Torota Motors is a truck manufacturing company and it is developing a cost accounting system for all its branches. It has decided to create 4 cost centers those are Department 1 and Department 2 that deals directly with production while Department 3 and Department 4 are service cost centers.

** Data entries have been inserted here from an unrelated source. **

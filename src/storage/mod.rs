//! Storage layer for lexground
//!
//! Owns the on-disk layout: the corpus directory of uploaded files, the
//! rebuildable index database and the durable fact log.

pub mod database;
pub mod facts;

pub use database::{Database, DbPool, Journal, StoreError};
pub use facts::FactStore;

use crate::config::StorageConfig;
use crate::error::{LexgroundError, Result};
use crate::index::CorpusIndex;
use crate::ingest::{base_name, corpus_files, is_supported};
use std::path::{Path, PathBuf};

/// A file in the corpus directory
#[derive(Debug, Clone, PartialEq, Eq)]
pub struct CorpusEntry {
    pub name: String,
    pub size_bytes: u64,
}

/// Storage manager coordinating the corpus directory and the stores
pub struct StorageManager {
    config: StorageConfig,
}

impl StorageManager {
    /// Create the directory layout if needed
    pub fn new(config: &StorageConfig) -> Result<Self> {
        for dir in [&config.data_dir, &config.corpus_dir] {
            std::fs::create_dir_all(dir).map_err(|e| LexgroundError::Io {
                source: e,
                context: format!("Failed to create directory: {}", dir.display()),
            })?;
        }

        Ok(Self {
            config: config.clone(),
        })
    }

    pub fn corpus_dir(&self) -> &Path {
        &self.config.corpus_dir
    }

    pub fn index_path(&self) -> &Path {
        &self.config.index_path
    }

    /// Open the permanent fact log
    pub fn open_facts(&self) -> Result<FactStore> {
        Ok(FactStore::open(&self.config.facts_path)?)
    }

    /// Copy an upload into the corpus under its base name
    ///
    /// Overwrites a file of the same name and invalidates the persisted
    /// index, so the next start rebuilds it with the new content.
    pub fn save_to_corpus(&self, file_name: &str, bytes: &[u8]) -> Result<PathBuf> {
        let name = base_name(file_name);
        if name.is_empty() || !is_supported(&name) {
            return Err(LexgroundError::Config(format!(
                "Unsupported corpus file: {}",
                file_name
            )));
        }

        let target = self.config.corpus_dir.join(&name);
        std::fs::write(&target, bytes).map_err(|e| LexgroundError::Io {
            source: e,
            context: format!("Failed to write corpus file: {}", target.display()),
        })?;

        tracing::info!("Saved {} to corpus ({} bytes)", name, bytes.len());
        self.invalidate_index()?;
        Ok(target)
    }

    /// Delete a corpus file; returns false if it did not exist
    pub fn remove_from_corpus(&self, file_name: &str) -> Result<bool> {
        let target = self.config.corpus_dir.join(base_name(file_name));
        if !target.is_file() {
            return Ok(false);
        }

        std::fs::remove_file(&target).map_err(|e| LexgroundError::Io {
            source: e,
            context: format!("Failed to remove corpus file: {}", target.display()),
        })?;

        tracing::info!("Removed {} from corpus", target.display());
        self.invalidate_index()?;
        Ok(true)
    }

    /// Supported corpus files in name order
    pub fn list_corpus(&self) -> Result<Vec<CorpusEntry>> {
        corpus_files(&self.config.corpus_dir)?
            .into_iter()
            .map(|path| {
                let metadata = std::fs::metadata(&path).map_err(|e| LexgroundError::Io {
                    source: e,
                    context: format!("Failed to stat {}", path.display()),
                })?;
                Ok(CorpusEntry {
                    name: path
                        .file_name()
                        .and_then(|n| n.to_str())
                        .unwrap_or_default()
                        .to_string(),
                    size_bytes: metadata.len(),
                })
            })
            .collect()
    }

    /// Drop the persisted index
    pub fn invalidate_index(&self) -> Result<()> {
        CorpusIndex::invalidate(&self.config.index_path)?;
        Ok(())
    }

    /// Format bytes as human-readable size
    pub fn format_size(bytes: u64) -> String {
        const KB: u64 = 1024;
        const MB: u64 = KB * 1024;
        const GB: u64 = MB * 1024;

        if bytes >= GB {
            format!("{:.2} GB", bytes as f64 / GB as f64)
        } else if bytes >= MB {
            format!("{:.2} MB", bytes as f64 / MB as f64)
        } else if bytes >= KB {
            format!("{:.2} KB", bytes as f64 / KB as f64)
        } else {
            format!("{} B", bytes)
        }
    }
}

#[cfg(test)]
mod tests {
    use super::*;
    use tempfile::TempDir;

    fn manager(temp: &TempDir) -> StorageManager {
        StorageManager::new(&StorageConfig::under(temp.path().to_path_buf())).unwrap()
    }

    #[test]
    fn test_layout_created() {
        let temp = TempDir::new().unwrap();
        let storage = manager(&temp);
        assert!(storage.corpus_dir().is_dir());
        assert!(storage.list_corpus().unwrap().is_empty());
    }

    #[test]
    fn test_save_uses_base_name_and_invalidates_index() {
        let temp = TempDir::new().unwrap();
        let storage = manager(&temp);

        std::fs::create_dir_all(storage.index_path().parent().unwrap()).unwrap();
        std::fs::write(storage.index_path(), b"stale index").unwrap();

        let saved = storage
            .save_to_corpus("../../elsewhere/lease.txt", b"Clause 1 Rent")
            .unwrap();
        assert_eq!(saved, storage.corpus_dir().join("lease.txt"));
        assert!(!storage.index_path().exists());

        let listed = storage.list_corpus().unwrap();
        assert_eq!(
            listed,
            vec![CorpusEntry {
                name: "lease.txt".to_string(),
                size_bytes: 13
            }]
        );
    }

    #[test]
    fn test_unsupported_upload_rejected() {
        let temp = TempDir::new().unwrap();
        let storage = manager(&temp);
        assert!(storage.save_to_corpus("tool.exe", b"MZ").is_err());
    }

    #[test]
    fn test_remove_from_corpus() {
        let temp = TempDir::new().unwrap();
        let storage = manager(&temp);
        storage.save_to_corpus("a.txt", b"text").unwrap();

        assert!(storage.remove_from_corpus("a.txt").unwrap());
        assert!(!storage.remove_from_corpus("a.txt").unwrap());
        assert!(storage.list_corpus().unwrap().is_empty());
    }

    #[test]
    fn test_facts_store_opens_under_layout() {
        let temp = TempDir::new().unwrap();
        let storage = manager(&temp);
        let facts = storage.open_facts().unwrap();
        facts.append("Acting for the tenant").unwrap();
        assert_eq!(facts.load_all().unwrap().len(), 1);
    }

    #[test]
    fn test_format_size() {
        assert_eq!(StorageManager::format_size(0), "0 B");
        assert_eq!(StorageManager::format_size(1023), "1023 B");
        assert_eq!(StorageManager::format_size(1024), "1.00 KB");
        assert_eq!(StorageManager::format_size(1024 * 1024), "1.00 MB");
    }
}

The following overhead details have been estimated

DEPT 1 DEPT 2 DEPT 3 DEPT 4

Indirect Materials ($) 50,000 60,000 40,000 30,000

Indirect labour ($) 40,000 55,000 30,000 30,000

Indirect expenses ($) 20,000 15,000 11,000 6,500

The following costs are indirectly related to the entire manufacturing company

Miscellaneous costs 200,000 (30%, 25% 35% and 10% respectively for the cost centres)

Rent 200,000

Electricity 100,000

Machine depreciation 50,000

Welfare of staff 40,000

Insurance of machines 25,000

Insurance of premises 30,000

The following information is also available

DEPT 1 DEPT 2 DEPT 3 DEPT 4

Number of radiators 2,000 4,000 6,000 1,000

Book value of machines 80,000 60,000 40,000 20,000

Area 1,000 2,500 1,000 500

Number of employees 50 70 40 40

Number of labour hours 2,500 1,500 1,500 500

Total overheads of Department 3 are re-apportioned to the other 3 cost centres on the basis of number of employees

Total overheads of Department 4 is reapportioned to the other 2 departments on the following basis:

Department 1 60%

Department 2 40%

You are required to:

You are required to:

a) Prepare an Overhead Analysis Sheet to calculate the total overheads of each department

(35 marks)

b) Explain why departments 3 and 4 further give their overheads to department 1 and 2?